Cortisol versus oxitocina
El cortisol es muchas veces llamado “la hormona del estrés”: nuestros cuerpos empiezan a producir grandes cantidades de esta molécula en situaciones que nos ponen al límite de nuestros nervios. Así pues, dicha hormona es una de las que activa mucho nuestro cerebro, aunque eso sí, lo hace a costa de debilitar otros procesos biológicos y psicológicos. Por ejemplo, se sabe que cuando experimentamos una subida repentina y muy intensa de cortisol, somos muy proclives a no generar recuerdos nuevos; eso explica que sea común en víctimas de accidentes de coche que no recuerdan nada de lo ocurrido a pesar de que nunca llegaron a perder el conocimiento.
La oxitocina, en cambio, es una sustancia que induce un estado de relajación y confianza en nosotros; cuando inunda nuestro sistema nervioso, tendemos a exponer más nuestras vulnerabilidades ante los demás, y a establecer vínculos de carácter afectivo e íntimo con amigos, familiares, etc. En este sentido, no sorprende que el hecho de mirarnos a los ojos durante varios segundos seguidos haga que aumente la producción de esta hormona. Además, se ha visto que cuanta más oxitocina produce nuestro organismo, más bajan los niveles de cortisol.

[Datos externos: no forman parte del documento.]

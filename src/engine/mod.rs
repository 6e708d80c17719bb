//! Rule engines for the two game variants
//!
//! Both engines own their board and auxiliary state outright; the GUI holds
//! no game state of its own and works purely from [`Snapshot`]s and
//! [`MoveOutcome`]s. All operations are synchronous and never block; the
//! caller serializes input events (one at a time).

pub mod classic;
pub mod queue;

// Re-exports
pub use classic::{ClassicEngine, AUTO_RESET_DELAY};
pub use queue::QueueEngine;

use std::time::Duration;

use thiserror::Error;

use crate::board::{Board, Player, Pos};

/// Outer game state machine, shared by both variants
#[derive(Debug, Clone, Copy, PartialEq, Eq)]
pub enum GameStatus {
    /// Moves are being accepted
    InProgress,
    /// The given player completed a line; terminal until reset
    Won(Player),
    /// Board full with no winner; terminal until reset
    Draw,
}

impl GameStatus {
    /// True once the game has ended; no further moves are accepted
    #[inline]
    pub fn is_terminal(self) -> bool {
        !matches!(self, GameStatus::InProgress)
    }
}

/// Why a move was rejected. Every rejection leaves engine state unchanged.
#[derive(Debug, Clone, Copy, PartialEq, Eq, Error)]
pub enum MoveError {
    /// Coordinates outside the 3x3 grid; a caller bug, rejected defensively
    #[error("coordinates ({row}, {col}) are outside the board")]
    OutOfRange { row: i32, col: i32 },
    /// Move attempted after a terminal status
    #[error("the game is over; reset to play again")]
    GameOver,
    /// Target cell already holds a mark
    #[error("cell {0} is already occupied")]
    CellOccupied(Pos),
    /// Target cell is flagged for removal and cannot be reused until erased
    #[error("cell {0} is temporarily blocked")]
    CellLocked(Pos),
}

/// A mark flagged for deferred removal.
///
/// The mark stays visible and countable until its owner's next successful
/// placement erases it; until then the cell rejects new marks from either
/// player.
#[derive(Debug, Clone, Copy, PartialEq, Eq)]
pub struct PendingMark {
    pub pos: Pos,
    pub owner: Player,
}

/// Everything an accepted move changed, for the caller to render
#[derive(Debug, Clone, Copy, PartialEq, Eq)]
pub struct MoveOutcome {
    /// Where the mark was placed
    pub placed: Pos,
    /// Who placed it
    pub by: Player,
    /// The board after the move
    pub board: Board,
    /// Status after the move
    pub status: GameStatus,
    /// Player to move next (unchanged from `by` on a terminal move)
    pub next_player: Player,
    /// The completed line, when `status` is `Won`
    pub winning_line: Option<[Pos; 3]>,
    /// Cell that just became flagged for removal (queue variant)
    pub newly_pending: Option<Pos>,
    /// Cell that was erased just before this placement (queue variant)
    pub erased: Option<Pos>,
    /// Ask the caller to schedule a `reset()` after this delay
    pub auto_reset_after: Option<Duration>,
}

/// Read-only view of engine state for rendering
#[derive(Debug, Clone, Copy, PartialEq, Eq)]
pub struct Snapshot {
    pub board: Board,
    pub status: GameStatus,
    pub current_player: Player,
    /// Outstanding pending-removal marks, at most one per player
    /// (queue variant; always empty for the classic engine)
    pub pending: [Option<PendingMark>; 2],
    /// The completed line, when `status` is `Won`
    pub winning_line: Option<[Pos; 3]>,
}

impl Snapshot {
    /// Whether the cell at `pos` is flagged for removal
    pub fn is_pending(&self, pos: Pos) -> bool {
        self.pending.iter().flatten().any(|mark| mark.pos == pos)
    }

    /// The outstanding pending-removal mark of the given player, if any
    pub fn pending_for(&self, player: Player) -> Option<PendingMark> {
        self.pending
            .iter()
            .flatten()
            .copied()
            .find(|mark| mark.owner == player)
    }
}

Este es tan solo un ejemplo del modo en el que detrás de la ansiedad y el estrés hay una lógica de búsqueda del equilibrio: en algunas situaciones conviene que gane protagonismo el cortisol, y en otras podemos permitirnos dejar que la oxitocina gane influencia. Ambos elementos son necesarios, y es por eso que para gestionar adecuadamente la ansiedad, la prioridad debe ser comprendernos a nosotros mismos y a nuestras estrategias de adaptación a los desafíos (reales o ficticios) que aparecen a nuestro paso.